Reviewed by William Boyd
At the end of Michelle de Kretser's multilayered and beguiling novel, one of its characters makes a typically gnomic statement: ''History, like any other verdict, is not a matter of fact but a point of view.''

''Point of view'' is the key phrase here, since it applies just as much to a work of fiction as it does to history. If you think of a novel as a complicated machine, then one of the best ways to understand how it functions - to determine what makes its component parts cohere and smoothly whir along- is to ask yourself a simple question: ''Who is telling us this story?'' The answer, nine times out of ten, provides an entry to the novel's inner workings.

In the instance of ''The Hamilton Case,'' this proposition is particularly germane because the novel's point of view shifts dramatically throughout. It starts off in orthodox first-person style with Sam Obeysekere, an elderly Sinhalese lawyer, relating his life story in a series of short chapters. Born in Ceylon in 1902 into the privileged bourgeois elite, Sam moves through private school in Colombo and on to Oxford, and then is called to the London bar.
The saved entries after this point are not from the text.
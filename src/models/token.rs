//! Tokenizer output and its closed classification.
//!
//! The tokenizer hands back free-form category labels (IPA dictionary
//! style, e.g. `名詞` / `一般`). They are mapped once, right after
//! tokenization, into [`TokenClass`] so the phrase extractor matches on
//! enumerated cases instead of string literals.

use serde::{Deserialize, Serialize};

/// Primary label: noun.
pub const NOUN: &str = "名詞";
/// Primary label: entry from the custom dictionary.
pub const CUSTOM_NOUN: &str = "カスタム名詞";
/// Primary label: particle.
pub const PARTICLE: &str = "助詞";
/// Primary label: adjective.
pub const ADJECTIVE: &str = "形容詞";
/// Primary label: symbol / punctuation.
pub const SYMBOL: &str = "記号";
/// Primary label: whitespace.
pub const WHITESPACE: &str = "空白";

/// A token produced by a [`Tokenizer`](crate::tokenizer::Tokenizer).
#[derive(Debug, Clone, PartialEq, Eq, Serialize, Deserialize)]
pub struct Token {
    /// Literal surface text.
    pub surface: String,
    /// Ordered grammatical-category labels; `[0]` is the class, `[1]` the sub-class.
    pub categories: Vec<String>,
}

impl Token {
    /// Creates a token from a surface string and its labels.
    #[must_use]
    pub fn new<S: Into<String>>(
        surface: impl Into<String>,
        categories: impl IntoIterator<Item = S>,
    ) -> Self {
        Self {
            surface: surface.into(),
            categories: categories.into_iter().map(Into::into).collect(),
        }
    }

    /// Classifies the token by its first two labels.
    #[must_use]
    pub fn class(&self) -> TokenClass {
        let primary = self.categories.first().map(String::as_str);
        let secondary = self.categories.get(1).map_or("", String::as_str);
        TokenClass::from_labels(primary, secondary)
    }
}

/// Noun sub-categories the extractor distinguishes.
#[derive(Debug, Clone, Copy, PartialEq, Eq, Hash)]
pub enum NounKind {
    /// `一般`: common noun.
    General,
    /// `固有名詞`: proper noun.
    Proper,
    /// `サ変接続`: verbal noun.
    VerbalNoun,
    /// `数`: numeral.
    Numeral,
    /// `接尾`: bound suffix.
    Suffix,
    /// Any other sub-category (pronoun, adverbial, ...).
    Other,
}

impl NounKind {
    /// Parses a noun sub-category label.
    #[must_use]
    pub fn parse(label: &str) -> Self {
        match label {
            "一般" => Self::General,
            "固有名詞" => Self::Proper,
            "サ変接続" => Self::VerbalNoun,
            "数" => Self::Numeral,
            "接尾" => Self::Suffix,
            _ => Self::Other,
        }
    }

    /// Whether this kind can open or extend a phrase on its own.
    #[must_use]
    pub const fn is_content(self) -> bool {
        matches!(
            self,
            Self::General | Self::Proper | Self::VerbalNoun | Self::Numeral
        )
    }
}

/// Closed classification of a token.
#[derive(Debug, Clone, Copy, PartialEq, Eq, Hash)]
pub enum TokenClass {
    /// Whitespace, or a token without any labels.
    Whitespace,
    /// Symbol or punctuation; a hard phrase boundary.
    Symbol,
    /// Noun with its sub-category.
    Noun(NounKind),
    /// Entry from the custom dictionary.
    CustomNoun,
    /// Particle whose sub-category is `接尾`.
    ParticleSuffix,
    /// Adjective.
    Adjective,
    /// Anything else.
    Other,
}

impl TokenClass {
    /// Maps raw labels to a class. `None` means the token had no labels.
    #[must_use]
    pub fn from_labels(primary: Option<&str>, secondary: &str) -> Self {
        match primary {
            None | Some(WHITESPACE) => Self::Whitespace,
            Some(SYMBOL) => Self::Symbol,
            Some(NOUN) => Self::Noun(NounKind::parse(secondary)),
            Some(CUSTOM_NOUN) => Self::CustomNoun,
            Some(PARTICLE) if secondary == "接尾" => Self::ParticleSuffix,
            Some(ADJECTIVE) => Self::Adjective,
            Some(_) => Self::Other,
        }
    }
}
After he returns to Ceylon, his practice thrives, but tensions are brewing in his family: his widowed mother, Maud, is selfish and demanding; his beloved, tormented sister, Claudia, is unhappily married to an egotistical, ambitious politician. Sam's own career path is thwarted by the covert racism of the British.

Set against a vivid and colourful background, Sam's rambling narrative is couched in a verbose and pompous style – somewhat testing the reader's patience, it has to be said. Here, for example, he speaks of his childhood with his wilfully generous father, a man whose ''iconic largesse'' eventually sends the family to the brink of bankruptcy: ''Like all admirable qualities, this liberality was hard on those in its vicinity. I learned to keep prized possessions hidden away after Pater spotted my beloved lead soldiers on the veranda, scooped up the Duke of Wellington and pressed him into the grubby hands of our cook-woman's grandson. I flew at the brat and kicked his ringwormed shins, for which I earned myself a thrashing.''

And so it goes, entertainingly enough, though you wonder where all this mannerism might be leading. Then, on a trip upcountry, Sam meets a fellow lawyer and former school friend, John Shivanathan, who invites him to dinner, along with the local superintendent of police, Conrad Nagel. Over brandy and coffee, Sam learns that Nagel is in charge of a complicated murder investigation - the killing of a white planter named Hamilton.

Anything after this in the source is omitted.